DATASET ENTRIES:
//! Retry and backoff policy for failed transition attempts

use serde::{Deserialize, Serialize};
use std::time::Duration;

/// How the delay between attempts grows
#[derive(Debug, Clone, Copy, PartialEq, Eq, Serialize, Deserialize)]
#[serde(rename_all = "snake_case")]
pub enum RetryStrategy {
    /// Retry on the next scheduling cycle
    None,

    /// Fixed delay between retries
    Fixed,

    /// Exponential backoff, capped at `max_delay`
    Exponential,
}

/// Retry policy configuration
#[derive(Debug, Clone, PartialEq, Serialize, Deserialize)]
pub struct RetryPolicy {
    /// Attempt ceiling; an entity with this many consecutive failures is frozen
    pub max_attempts: u32,

    /// Delay after the first failed attempt
    pub initial_delay: Duration,

    /// Maximum delay between attempts
    pub max_delay: Duration,

    /// Retry strategy to use
    pub strategy: RetryStrategy,

    /// Multiplier for exponential backoff
    pub backoff_multiplier: f64,
}

impl Default for RetryPolicy {
    fn default() -> Self {
        Self {
            max_attempts: 10,
            initial_delay: Duration::from_secs(30),
            max_delay: Duration::from_secs(3600),
            strategy: RetryStrategy::Exponential,
            backoff_multiplier: 2.0,
        }
    }
}

impl RetryPolicy {
    /// Policy with a fixed delay between attempts
    pub fn fixed(delay: Duration, max_attempts: u32) -> Self {
        Self {
            max_attempts,
            initial_delay: delay,
            max_delay: delay,
            strategy: RetryStrategy::Fixed,
            backoff_multiplier: 1.0,
        }
    }

    /// Exponential policy doubling from `initial_delay` up to `max_delay`
    pub fn exponential(initial_delay: Duration, max_delay: Duration, max_attempts: u32) -> Self {
        Self {
            max_attempts,
            initial_delay,
            max_delay,
            strategy: RetryStrategy::Exponential,
            backoff_multiplier: 2.0,
        }
    }

    /// Delay to wait after `attempt_count` consecutive failures.
    ///
    /// Zero failures means the entity is due immediately.
    pub fn backoff(&self, attempt_count: u32) -> Duration {
        if attempt_count == 0 {
            return Duration::ZERO;
        }
        match self.strategy {
            RetryStrategy::None => Duration::ZERO,
            RetryStrategy::Fixed => self.initial_delay,
            RetryStrategy::Exponential => {
                let exponent = (attempt_count - 1).min(i32::MAX as u32) as i32;
                let delay = self.initial_delay.as_secs_f64() * self.backoff_multiplier.powi(exponent);
                let capped = delay.min(self.max_delay.as_secs_f64());
                if capped.is_finite() && capped >= 0.0 {
                    Duration::from_secs_f64(capped)
                } else {
                    self.max_delay
                }
            }
        }
    }

    /// [`backoff`](Self::backoff) as a chrono duration for timestamp arithmetic
    pub fn backoff_chrono(&self, attempt_count: u32) -> chrono::Duration {
        chrono::Duration::from_std(self.backoff(attempt_count))
            .unwrap_or_else(|_| chrono::Duration::seconds(i64::from(u32::MAX)))
    }

    /// Check if another attempt is allowed after `attempt_count` failures
    pub fn should_retry(&self, attempt_count: u32) -> bool {
        attempt_count < self.max_attempts
    }

    /// Whether the attempt ceiling has been reached
    pub fn is_exhausted(&self, attempt_count: u32) -> bool {
        !self.should_retry(attempt_count)
    }

    /// Validate the policy parameters
    pub fn validate(&self) -> Result<(), String> {
        if self.max_attempts == 0 {
            return Err("max_attempts must be > 0".to_string());
        }
        if !(self.backoff_multiplier.is_finite() && self.backoff_multiplier >= 1.0) {
            return Err(format!(
                "backoff_multiplier must be >= 1.0, got {}",
                self.backoff_multiplier
            ));
        }
        if self.max_delay < self.initial_delay {
            return Err("max_delay must be >= initial_delay".to_string());
        }
        Ok(())
    }
}

#[cfg(test)]
mod tests {
    use super::*;
    use proptest::prelude::*;

    #[test]
    fn test_default_policy() {
        let policy = RetryPolicy::default();
        assert_eq!(policy.max_attempts, 10);
        assert!(policy.validate().is_ok());
    }

    #[test]
    fn test_should_retry() {
        let policy = RetryPolicy {
            max_attempts: 3,
            ..Default::default()
        };
        assert!(policy.should_retry(0));
        assert!(policy.should_retry(2));
        assert!(!policy.should_retry(3));
        assert!(policy.is_exhausted(3));
    }

    #[test]
    fn test_fixed_delay() {
        let policy = RetryPolicy::fixed(Duration::from_secs(5), 3);

        assert_eq!(policy.backoff(0), Duration::ZERO);
        assert_eq!(policy.backoff(1), Duration::from_secs(5));
        assert_eq!(policy.backoff(2), Duration::from_secs(5));
    }

    #[test]
    fn test_exponential_delay_is_capped() {
        let policy = RetryPolicy::exponential(Duration::from_secs(1), Duration::from_secs(60), 20);

        assert_eq!(policy.backoff(1), Duration::from_secs(1));
        assert_eq!(policy.backoff(2), Duration::from_secs(2));
        assert_eq!(policy.backoff(3), Duration::from_secs(4));
        assert_eq!(policy.backoff(7), Duration::from_secs(60));
        assert_eq!(policy.backoff(u32::MAX), Duration::from_secs(60));
    }

    #[test]
    fn test_validation_rejects_zero_attempts() {
        let policy = RetryPolicy {
            max_attempts: 0,
            ..Default::default()
        };
        assert!(policy.validate().is_err());
    }

    #[test]
    fn test_validation_rejects_shrinking_multiplier() {
        let policy = RetryPolicy {
            backoff_multiplier: 0.5,
            ..Default::default()
        };
        assert!(policy.validate().is_err());
    }

    proptest! {
        #[test]
        fn backoff_is_monotonic_up_to_cap(
            initial_ms in 1u64..10_000,
            cap_factor in 1u64..100,
            multiplier in 1.0f64..4.0,
            attempt in 0u32..64,
        ) {
            let initial = Duration::from_millis(initial_ms);
            let policy = RetryPolicy {
                max_attempts: 100,
                initial_delay: initial,
                max_delay: initial * cap_factor as u32,
                strategy: RetryStrategy::Exponential,
                backoff_multiplier: multiplier,
            };

            prop_assert!(policy.backoff(attempt) <= policy.backoff(attempt + 1));
            prop_assert!(policy.backoff(attempt + 1) <= policy.max_delay);
        }

        #[test]
        fn backoff_resets_to_base_after_success(attempt in 1u32..64) {
            let policy = RetryPolicy::exponential(
                Duration::from_secs(1),
                Duration::from_secs(600),
                100,
            );
            // A success resets attempt_count to zero; the next failure waits the base delay
            prop_assert!(policy.backoff(attempt) >= policy.backoff(1));
            prop_assert_eq!(policy.backoff(1), policy.initial_delay);
            prop_assert_eq!(policy.backoff(0), Duration::ZERO);
        }
    }
}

WHAT TO WORK ON: Copy each line of the listing that includes "entity".

OUTPUT BELOW:
    /// Attempt ceiling; an entity with this many consecutive failures is frozen
    /// Zero failures means the entity is due immediately.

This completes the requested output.